La décroissance démographique et le manque de productivité des entreprises sont pointés du doigt. À ce chapitre, la loi C-5 visant à stimuler l’économie par des investissements en défense et dans les infrastructures est bien vue puisqu’elle pourrait encourager les investissements privés. Par exemple, une modernisation des ports devrait encourager les échanges commerciaux, bien qu’il faille attendre un certain temps avant d’en voir les effets.

FAC prévoit d’autres baisses des taux d’intérêt lors des prochaines rencontres de la Banque du Canada en octobre et en décembre afin de contrer le ralentissement économique, pour en arriver à 2% de taux de base. La banque centrale dispose de la marge de manœuvre nécessaire pour y arriver avec une inflation sous contrôle.

La hausse des salaires est aussi à son plus bas depuis 2021. Il faut toutefois s’attendre à ce que les taux à long terme et hypothécaires demeurent élevés puisqu’ils sont liés aux bons du Trésor américain. Avec une économie chauffée par l’inflation et marquée par l’incertitude, les taux devraient demeurer plus élevés aux États-Unis.

Le dollar, quant à lui, peine à bénéficier au recul de la devise américaine, surtout quand on le compare aux monnaies étrangères. La faiblesse de l’économie canadienne est en cause. Le huard devrait donc demeurer faible dans les 12 prochains mois, soit entre 0,72 et 0,74 $US, estime Krishen Rangasamy. En contrepartie, une baisse de 10% de la valeur du dollar canadien équivaut à des gains de 6% pour le secteur agricole, , tout en améliorant la compétitivité des biens canadiens à l’étranger, explique Jean-Philippe Gervais.

Les grandes cultures

Les prix des céréales sur les marchés sont loin de leurs sommets des dernières années. Les recettes agricoles dans le secteur s’en sont ressenties et ont reculé de près de 10%. Les prix demeurent faibles en raison de l’offre abondante et devraient le rester puisqu’une récolte record de maïs est prévue ainsi qu’un rendement record pour le soya aux États-Unis.

« Les prévisions de prix pour le maïs et le soya sont dans le bas de la fourchette de cinq ans et il n’y a pas beaucoup d’espoir de voir ces prix s’apprécier », selon Jean-Philippe Gervais. La Chine, qui a un poids important sur la demande internationale, fait reposer une incertitude sur le marché des oléagineux. C’est le cas du canola canadien sur lequel un tarif de 75% est imposé par la Chine, tout comme le soya.

Le prix des engrais a augmenté durant l’été, ce qui est inhabituel. La hausse est due à la forte proportion de maïs semé aux États-Unis et à la faible marge entre l’offre et la demande. Cela devrait causer une pression sur la rentabilité dans les grandes cultures l’an prochain, particulièrement dans l’Ouest.

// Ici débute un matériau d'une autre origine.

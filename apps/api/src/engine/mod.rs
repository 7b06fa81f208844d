//! Field extraction engine: raw adapter text in, `CandidateProfile` out.
//!
//! Pure and infallible. Missing fields stay `None` and pull the confidence down
//! instead of failing the parse.

pub mod confidence;
pub mod contact;
pub mod experience;
pub mod name;
pub mod normalize;
pub mod notes;
pub mod role;
pub mod skills;
pub mod vocab;

use crate::models::CandidateProfile;

pub use confidence::ConfidenceWeights;

/// Runs every field extractor over the normalized text and scores the result.
pub fn extract_profile(raw_text: &str, weights: &ConfidenceWeights) -> CandidateProfile {
    let text = normalize::normalize_text(raw_text);

    let name = name::extract_name(&text);
    let experience = experience::extract_experience(&text);
    let current = role::extract_current_role(&text, &experience);

    let mut profile = CandidateProfile {
        first_name: name.as_ref().map(|n| n.first.clone()),
        last_name: name.map(|n| n.last).filter(|l| !l.is_empty()),
        email: contact::extract_email(&text),
        phone: contact::extract_phone(&text),
        current_title: current.title,
        current_employer: current.employer,
        skills: skills::classify_skills(&text),
        experience,
        notes: notes::extract_notes(&text),
        confidence: 0.0,
    };
    profile.confidence = confidence::score_profile(&profile, text.chars().count(), weights);
    profile
}
//! Confidence scoring for an extracted profile.
//!
//! The score measures how trustworthy a single adapter's output looks, so the
//! orchestrator can compare adapters against each other and against the accept
//! threshold. It only looks at the profile and the normalized text length.

use super::contact::is_valid_email;
use crate::models::CandidateProfile;

/// Normalized texts shorter than this are treated as near-empty extractions.
pub const MIN_TEXT_CHARS: usize = 300;
/// Ceiling applied to the score of a near-empty extraction.
pub const SHORT_TEXT_CEILING: f64 = 0.30;

/// Weights for each recovered field.
#[derive(Debug, Clone)]
pub struct ConfidenceWeights {
    /// First and last name both present.
    pub name: f64,
    pub email: f64,
    pub phone: f64,
    pub title: f64,
    pub employer: f64,
    /// Used instead of `name` when only a first name was found.
    pub first_name_only: f64,
}

impl Default for ConfidenceWeights {
    fn default() -> Self {
        Self {
            name: 0.30,
            email: 0.25,
            phone: 0.20,
            title: 0.15,
            employer: 0.10,
            first_name_only: 0.20,
        }
    }
}

/// Scores a profile in [0, 1]. Deterministic.
pub fn score_profile(
    profile: &CandidateProfile,
    normalized_len: usize,
    weights: &ConfidenceWeights,
) -> f64 {
    let present = |v: &Option<String>| v.as_deref().is_some_and(|s| !s.trim().is_empty());

    let name_term = match (present(&profile.first_name), present(&profile.last_name)) {
        (true, true) => weights.name,
        (true, false) => weights.first_name_only,
        _ => 0.0,
    };
    let email_term = match profile.email.as_deref() {
        Some(email) if is_valid_email(email) => weights.email,
        _ => 0.0,
    };
    let phone_term = if present(&profile.phone) { weights.phone } else { 0.0 };
    let title_term = if present(&profile.current_title) { weights.title } else { 0.0 };
    let employer_term = if present(&profile.current_employer) {
        weights.employer
    } else {
        0.0
    };

    let score = (name_term + email_term + phone_term + title_term + employer_term).clamp(0.0, 1.0);
    if normalized_len < MIN_TEXT_CHARS {
        score.min(SHORT_TEXT_CEILING)
    } else {
        score
    }
}
//! Adapter orchestration for a single parse request.
//!
//! Applicable adapters run one at a time in priority order. The first profile at
//! or above the accept threshold wins. Otherwise the most confident successful
//! profile is returned as a best effort. Profiles are never merged across adapters.

use std::sync::Arc;
use std::time::{Duration, Instant};

use serde::Serialize;
use thiserror::Error;
use tracing::{debug, info, warn};

use super::chain::{AdapterAttempt, FallbackChain};
use crate::engine::ConfidenceWeights;
use crate::extraction::{AdapterRegistry, FailureKind};
use crate::models::{CandidateProfile, UploadedDocument};

pub const DEFAULT_ACCEPT_THRESHOLD: f64 = 0.70;
pub const DEFAULT_ADAPTER_TIMEOUT: Duration = Duration::from_secs(10);

#[derive(Debug, Clone, Copy, PartialEq, Eq, Serialize)]
#[serde(rename_all = "snake_case")]
pub enum Selection {
    /// Met the accept threshold; later adapters were not tried.
    Accepted,
    /// Every adapter was tried; this was the most confident success.
    BestEffort,
}

#[derive(Debug, Clone)]
pub struct ParsedProfile {
    pub profile: CandidateProfile,
    pub adapter_used: &'static str,
    pub duration: Duration,
    pub selection: Selection,
    pub attempts: Vec<AdapterAttempt>,
}

#[derive(Debug, Error)]
pub enum OrchestrationError {
    #[error("uploaded document is empty")]
    EmptyDocument,

    #[error("no adapter accepts '{filename}' ({mime_type})")]
    UnsupportedType { filename: String, mime_type: String },

    #[error("unknown adapter '{0}'")]
    UnknownAdapter(String),

    #[error("no adapter could extract text from the document")]
    ParseFailed { attempts: Vec<AdapterAttempt> },

    #[error("adapter '{adapter}' failed internally: {message}")]
    AdapterFault {
        adapter: &'static str,
        message: String,
    },
}

#[derive(Debug, Clone)]
pub struct Orchestrator {
    registry: Arc<AdapterRegistry>,
    accept_threshold: f64,
    timeout: Duration,
    weights: ConfidenceWeights,
}

impl Orchestrator {
    pub fn new(registry: Arc<AdapterRegistry>) -> Self {
        Self {
            registry,
            accept_threshold: DEFAULT_ACCEPT_THRESHOLD,
            timeout: DEFAULT_ADAPTER_TIMEOUT,
            weights: ConfidenceWeights::default(),
        }
    }

    pub fn with_accept_threshold(mut self, threshold: f64) -> Self {
        self.accept_threshold = threshold.clamp(0.0, 1.0);
        self
    }

    pub fn with_timeout(mut self, timeout: Duration) -> Self {
        self.timeout = timeout;
        self
    }

    pub fn with_weights(mut self, weights: ConfidenceWeights) -> Self {
        self.weights = weights;
        self
    }

    /// Parses with every applicable adapter until one is good enough.
    pub async fn parse(&self, doc: &UploadedDocument) -> Result<ParsedProfile, OrchestrationError> {
        if doc.is_empty() {
            return Err(OrchestrationError::EmptyDocument);
        }
        let descriptors = self.registry.applicable(doc);
        debug!(
            filename = %doc.filename,
            kinds = ?doc.kinds().iter().map(|k| k.as_str()).collect::<Vec<_>>(),
            adapters = descriptors.len(),
            "resolved adapter chain"
        );
        if descriptors.is_empty() {
            return Err(unsupported(doc));
        }

        let started = Instant::now();
        let threshold = self.accept_threshold;
        let chain = FallbackChain::new(descriptors, self.timeout, self.weights.clone());
        let attempts = chain
            .run(doc, |a| a.confidence().is_some_and(|c| c >= threshold))
            .await;

        let accepted = attempts
            .last()
            .filter(|a| a.confidence().is_some_and(|c| c >= threshold));
        let (chosen, selection) = match accepted {
            Some(a) => (a, Selection::Accepted),
            None => match best_success(&attempts) {
                Some(a) => (a, Selection::BestEffort),
                None => {
                    warn!(filename = %doc.filename, attempts = attempts.len(), "every adapter failed");
                    return Err(OrchestrationError::ParseFailed { attempts });
                }
            },
        };

        let profile = chosen.profile().cloned().unwrap_or_default();
        let adapter_used = chosen.adapter;
        let duration = started.elapsed();
        info!(
            filename = %doc.filename,
            adapter = adapter_used,
            confidence = profile.confidence,
            selection = ?selection,
            elapsed_ms = duration.as_millis() as u64,
            "profile selected"
        );
        Ok(ParsedProfile {
            profile,
            adapter_used,
            duration,
            selection,
            attempts,
        })
    }

    /// Runs only the named adapter, whatever kind the document appears to be.
    pub async fn parse_with(
        &self,
        doc: &UploadedDocument,
        adapter_id: &str,
    ) -> Result<ParsedProfile, OrchestrationError> {
        let descriptor = self
            .registry
            .get(adapter_id)
            .cloned()
            .ok_or_else(|| OrchestrationError::UnknownAdapter(adapter_id.to_string()))?;
        if doc.is_empty() {
            return Err(OrchestrationError::EmptyDocument);
        }

        let started = Instant::now();
        let chain = FallbackChain::new(vec![descriptor], self.timeout, self.weights.clone());
        let attempts = chain.run(doc, |_| false).await;

        let Some(attempt) = attempts.first() else {
            return Err(OrchestrationError::ParseFailed { attempts });
        };
        let Some(profile) = attempt.profile().cloned() else {
            if attempt.failure_kind() == Some(FailureKind::Internal) {
                return Err(OrchestrationError::AdapterFault {
                    adapter: attempt.adapter,
                    message: attempt.failure_message().unwrap_or_default().to_string(),
                });
            }
            return Err(OrchestrationError::ParseFailed { attempts });
        };

        let selection = if profile.confidence >= self.accept_threshold {
            Selection::Accepted
        } else {
            Selection::BestEffort
        };
        Ok(ParsedProfile {
            adapter_used: attempt.adapter,
            profile,
            duration: started.elapsed(),
            selection,
            attempts,
        })
    }
}

/// Highest confidence among successful attempts; the earliest wins ties.
fn best_success(attempts: &[AdapterAttempt]) -> Option<&AdapterAttempt> {
    attempts
        .iter()
        .filter_map(|a| a.confidence().map(|c| (a, c)))
        .fold(None, |best: Option<(&AdapterAttempt, f64)>, (a, c)| match best {
            Some((_, best_c)) if best_c >= c => best,
            _ => Some((a, c)),
        })
        .map(|(a, _)| a)
}

fn unsupported(doc: &UploadedDocument) -> OrchestrationError {
    OrchestrationError::UnsupportedType {
        filename: doc.filename.clone(),
        mime_type: doc.mime_type.clone(),
    }
}

#[cfg(test)]
mod tests {
    use std::sync::atomic::{AtomicUsize, Ordering};

    use super::*;
    use crate::extraction::fixtures::pdf_with_pages;
    use crate::extraction::{AdapterDescriptor, ExtractError, TextAdapter};
    use crate::models::document::MIME_PDF;
    use crate::models::DocumentKind;
    use crate::orchestration::testing::{padded, Counting, Failing, FixedText, Slow, JANE_DOE};

    fn orchestrator(adapters: Vec<(&'static str, Arc<dyn TextAdapter>)>) -> Orchestrator {
        let registry = adapters
            .into_iter()
            .enumerate()
            .fold(AdapterRegistry::new(), |r, (i, (id, adapter))| {
                r.register(AdapterDescriptor::new(id, [DocumentKind::Pdf], (i as u8 + 1) * 10, adapter))
            });
        Orchestrator::new(Arc::new(registry))
    }

    fn pdf_doc() -> UploadedDocument {
        UploadedDocument::new(b"%PDF-1.4 stub".to_vec(), MIME_PDF, "cv.pdf")
    }

    /// Name and email only: 0.55.
    fn name_and_email() -> String {
        padded("Jane Doe\njane@example.com")
    }

    /// Phone only: 0.20.
    fn phone_only() -> String {
        padded("+44 20 7946 0958")
    }

    #[tokio::test]
    async fn test_first_acceptable_profile_stops_chain() {
        let calls = Arc::new(AtomicUsize::new(0));
        let o = orchestrator(vec![
            ("good", Arc::new(FixedText(padded(JANE_DOE)))),
            ("later", Arc::new(Counting::new(calls.clone()))),
        ]);
        let parsed = o.parse(&pdf_doc()).await.unwrap();
        assert_eq!(parsed.adapter_used, "good");
        assert_eq!(parsed.selection, Selection::Accepted);
        assert_eq!(parsed.attempts.len(), 1);
        assert_eq!(calls.load(Ordering::SeqCst), 0);
    }

    #[tokio::test]
    async fn test_best_effort_never_merges_fields() {
        let o = orchestrator(vec![
            ("phone", Arc::new(FixedText(phone_only()))),
            ("contact", Arc::new(FixedText(name_and_email()))),
        ]);
        let parsed = o.parse(&pdf_doc()).await.unwrap();
        assert_eq!(parsed.selection, Selection::BestEffort);
        assert_eq!(parsed.adapter_used, "contact");
        assert_eq!(parsed.attempts.len(), 2);
        assert_eq!(parsed.profile.email.as_deref(), Some("jane@example.com"));
        // The phone only the other adapter saw must not leak in.
        assert!(parsed.profile.phone.is_none());
        assert!((parsed.profile.confidence - 0.55).abs() < 1e-9);
    }

    #[tokio::test]
    async fn test_best_effort_tie_goes_to_earliest() {
        let o = orchestrator(vec![
            ("first", Arc::new(FixedText(name_and_email()))),
            ("second", Arc::new(FixedText(name_and_email()))),
        ]);
        let parsed = o.parse(&pdf_doc()).await.unwrap();
        assert_eq!(parsed.adapter_used, "first");
    }

    #[tokio::test]
    async fn test_failures_skipped() {
        let o = orchestrator(vec![
            ("broken", Arc::new(Failing(ExtractError::MalformedContainer("bad xref".into())))),
            ("good", Arc::new(FixedText(padded(JANE_DOE)))),
        ]);
        let parsed = o.parse(&pdf_doc()).await.unwrap();
        assert_eq!(parsed.adapter_used, "good");
        assert_eq!(parsed.attempts[0].failure_kind(), Some(FailureKind::MalformedContainer));
    }

    #[tokio::test]
    async fn test_all_failed_is_parse_failed() {
        let o = orchestrator(vec![
            ("a", Arc::new(Failing(ExtractError::NoText))),
            ("b", Arc::new(Failing(ExtractError::MalformedContainer("x".into())))),
        ]);
        match o.parse(&pdf_doc()).await {
            Err(OrchestrationError::ParseFailed { attempts }) => {
                let kinds: Vec<_> = attempts.iter().filter_map(|a| a.failure_kind()).collect();
                assert_eq!(kinds, vec![FailureKind::NoText, FailureKind::MalformedContainer]);
            }
            other => panic!("expected ParseFailed, got {other:?}"),
        }
    }

    #[tokio::test(start_paused = true)]
    async fn test_timeout_counts_as_failure() {
        let o = orchestrator(vec![
            ("slow", Arc::new(Slow(Duration::from_secs(60)))),
            ("fast", Arc::new(FixedText(padded(JANE_DOE)))),
        ])
        .with_timeout(Duration::from_millis(100));
        let parsed = o.parse(&pdf_doc()).await.unwrap();
        assert_eq!(parsed.adapter_used, "fast");
        assert_eq!(parsed.attempts[0].failure_kind(), Some(FailureKind::Timeout));
    }

    #[tokio::test(start_paused = true)]
    async fn test_dropping_parse_starts_no_further_adapter() {
        let calls = Arc::new(AtomicUsize::new(0));
        let o = orchestrator(vec![
            ("slow", Arc::new(Slow(Duration::from_secs(60)))),
            ("later", Arc::new(Counting::new(calls.clone()))),
        ]);
        let doc = pdf_doc();
        let cut_short = tokio::time::timeout(Duration::from_millis(50), o.parse(&doc)).await;
        assert!(cut_short.is_err());
        tokio::time::sleep(Duration::from_secs(120)).await;
        assert_eq!(calls.load(Ordering::SeqCst), 0);
    }

    #[tokio::test]
    async fn test_no_applicable_adapter() {
        let o = orchestrator(vec![("pdf", Arc::new(FixedText(padded(JANE_DOE))))]);
        let doc = UploadedDocument::new(b"GIF89a".to_vec(), "image/gif", "photo.gif");
        assert!(matches!(
            o.parse(&doc).await,
            Err(OrchestrationError::UnsupportedType { .. })
        ));
    }

    #[tokio::test]
    async fn test_empty_document() {
        let o = orchestrator(vec![("pdf", Arc::new(FixedText(padded(JANE_DOE))))]);
        let doc = UploadedDocument::new(Vec::new(), MIME_PDF, "cv.pdf");
        assert!(matches!(o.parse(&doc).await, Err(OrchestrationError::EmptyDocument)));
    }

    #[tokio::test]
    async fn test_corrupt_pdf_with_real_adapters_is_parse_failed() {
        let o = Orchestrator::new(Arc::new(AdapterRegistry::with_defaults()));
        let doc = UploadedDocument::new(b"%PDF-1.4\nnot really a pdf".to_vec(), MIME_PDF, "cv.pdf");
        match o.parse(&doc).await {
            Err(OrchestrationError::ParseFailed { attempts }) => {
                let ids: Vec<_> = attempts.iter().map(|a| a.adapter).collect();
                assert_eq!(ids, vec!["pdf_extract", "lopdf_text"]);
            }
            other => panic!("expected ParseFailed, got {other:?}"),
        }
    }

    #[tokio::test]
    async fn test_real_pdf_parses() {
        let o = Orchestrator::new(Arc::new(AdapterRegistry::with_defaults()));
        let bytes = pdf_with_pages(&[&["Jane Doe", "jane.doe@example.com", "+44 20 7946 0958"]]);
        let parsed = o.parse(&UploadedDocument::new(bytes, MIME_PDF, "cv.pdf")).await.unwrap();
        assert!(parsed.profile.confidence > 0.0);
        assert!(parsed.profile.confidence <= 1.0);
        assert_eq!(parsed.profile.email.as_deref(), Some("jane.doe@example.com"));
    }

    #[tokio::test]
    async fn test_forced_adapter_runs_alone() {
        let calls = Arc::new(AtomicUsize::new(0));
        let o = orchestrator(vec![
            ("counted", Arc::new(Counting::new(calls.clone()))),
            ("forced", Arc::new(FixedText(name_and_email()))),
        ]);
        let parsed = o.parse_with(&pdf_doc(), "forced").await.unwrap();
        assert_eq!(parsed.adapter_used, "forced");
        assert_eq!(parsed.selection, Selection::BestEffort);
        assert_eq!(calls.load(Ordering::SeqCst), 0);
    }

    #[tokio::test]
    async fn test_forced_unknown_adapter() {
        let o = orchestrator(vec![("pdf", Arc::new(FixedText(padded(JANE_DOE))))]);
        assert!(matches!(
            o.parse_with(&pdf_doc(), "ocr").await,
            Err(OrchestrationError::UnknownAdapter(id)) if id == "ocr"
        ));
    }

    #[tokio::test]
    async fn test_forced_internal_fault_vs_parse_failure() {
        let o = orchestrator(vec![
            ("crashy", Arc::new(Failing(ExtractError::Internal("reader panicked".into())))),
            ("empty", Arc::new(Failing(ExtractError::NoText))),
        ]);
        assert!(matches!(
            o.parse_with(&pdf_doc(), "crashy").await,
            Err(OrchestrationError::AdapterFault { adapter: "crashy", .. })
        ));
        assert!(matches!(
            o.parse_with(&pdf_doc(), "empty").await,
            Err(OrchestrationError::ParseFailed { .. })
        ));
    }
}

Dans l’Est, la profitabilité devrait demeurer la même si les rendements sont au rendez-vous. Pour cette année, il faudra voir les effets de l’été chaud et sec sur les rendements. Il se pourrait donc que la profitabilité soit inférieure aux prévisions. « L’important est de regarder la tendance, pour l’appliquer à vos propres données, selon votre entreprise », explique Jean-Philippe Gervais.

Les productions animales

L’ensemble des recettes agricoles au Canada pourraient cependant rebondir cette année grâce aux autres secteurs, dont le bovin. On semble entrevoir une possible reconstitution du cheptel bovin. Les inventaires au Canada ont augmenté de 1% pour le premier semestre, la première hausse depuis 2021.

FAC s’attend à ce que les prix demeurent élevés, puisque la situation en Amérique du Nord influence les prix sur l’ensemble du continent. La demande demeure en effet forte, alors que la production est aux prises avec la restriction de la viande bovine mexicaine aux États-Unis et celle du Brésil. Les experts s’attendent à une stabilité pour ce secteur dans la prochaine année puisque les prix de l’alimentation devraient demeurer bas.

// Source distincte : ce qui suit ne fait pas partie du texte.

//! Plain-text uploads (`.txt`, `.md`, `.csv`).

use async_trait::async_trait;

use super::{ExtractError, RawText, TextAdapter};
use crate::models::UploadedDocument;

pub const ADAPTER_ID: &str = "plain_text";

const UTF8_BOM: &[u8] = b"\xEF\xBB\xBF";
const UTF16_LE_BOM: &[u8] = b"\xFF\xFE";
const UTF16_BE_BOM: &[u8] = b"\xFE\xFF";

/// Decodes the upload as text. Never rejects odd bytes; only an empty buffer fails.
pub struct PlainTextAdapter;

#[async_trait]
impl TextAdapter for PlainTextAdapter {
    async fn extract(&self, doc: &UploadedDocument) -> Result<RawText, ExtractError> {
        if doc.is_empty() {
            return Err(ExtractError::EmptyPayload);
        }
        Ok(RawText::new(decode_text(&doc.content), ADAPTER_ID))
    }
}

fn decode_text(bytes: &[u8]) -> String {
    if let Some(rest) = bytes.strip_prefix(UTF8_BOM) {
        return String::from_utf8_lossy(rest).into_owned();
    }
    if let Some(rest) = bytes.strip_prefix(UTF16_LE_BOM) {
        return decode_utf16(rest, u16::from_le_bytes);
    }
    if let Some(rest) = bytes.strip_prefix(UTF16_BE_BOM) {
        return decode_utf16(rest, u16::from_be_bytes);
    }
    String::from_utf8_lossy(bytes).into_owned()
}

fn decode_utf16(bytes: &[u8], unit: fn([u8; 2]) -> u16) -> String {
    let units = bytes.chunks_exact(2).map(|pair| unit([pair[0], pair[1]]));
    char::decode_utf16(units)
        .map(|r| r.unwrap_or(char::REPLACEMENT_CHARACTER))
        .collect()
}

La production porcine a affiché une baisse de 1,8% pour le début de 2025, mais la situation est jugée bonne, surtout en considérant les années plus difficiles comme en 2023. Le secteur a enregistré des gains de productivité appréciable au Canada.

La demande étrangère est très importante pour la production canadienne et les tarifs de 25% sur la viande porcine de la part de la Chine ont affecté les ventes durant l’été. Les marchés japonais et sud-coréen sont, par contre, en forte croissance (25%), ce qui augure bien pour le reste de l’année et 2026.

Le secteur laitier connait de fortes augmentations dans certains secteurs, tels que le yogourt et la crème glacée, ce qui influence les différentes classes laitières. Des augmentations de 8% dans certains segments sont jugées très intéressantes, surtout que la population ne devrait pas augmenter cette année. On s’attend à ce que d’autres journées soient attribuées pour la production cet automne pour le P5 en plus des journées déjà accordées.

L’inflation de 1,9% laisse de la place à une augmentation de 1% des prix du lait en 2026. La bonne nouvelle au niveau international est qu’un règlement a été conclu avec la Nouvelle-Zélande. Elle s’accompagne toutefois d’un possible impact sur les contingents ici, mais non sur le beurre. L’ACEUM doit être révisé en 2026 et certaines pressions seront exercées.

Par exemple, les États-Unis ont lancé une enquête sur le dumping de protéines canadiennes sur le marché international, alors que le poids du Canada est minime par rapport aux États-Unis, rapporte Jean-Philippe Gervais. Au niveau des stocks, ces derniers demeurent élevés et des ajustements pourraient être apportés.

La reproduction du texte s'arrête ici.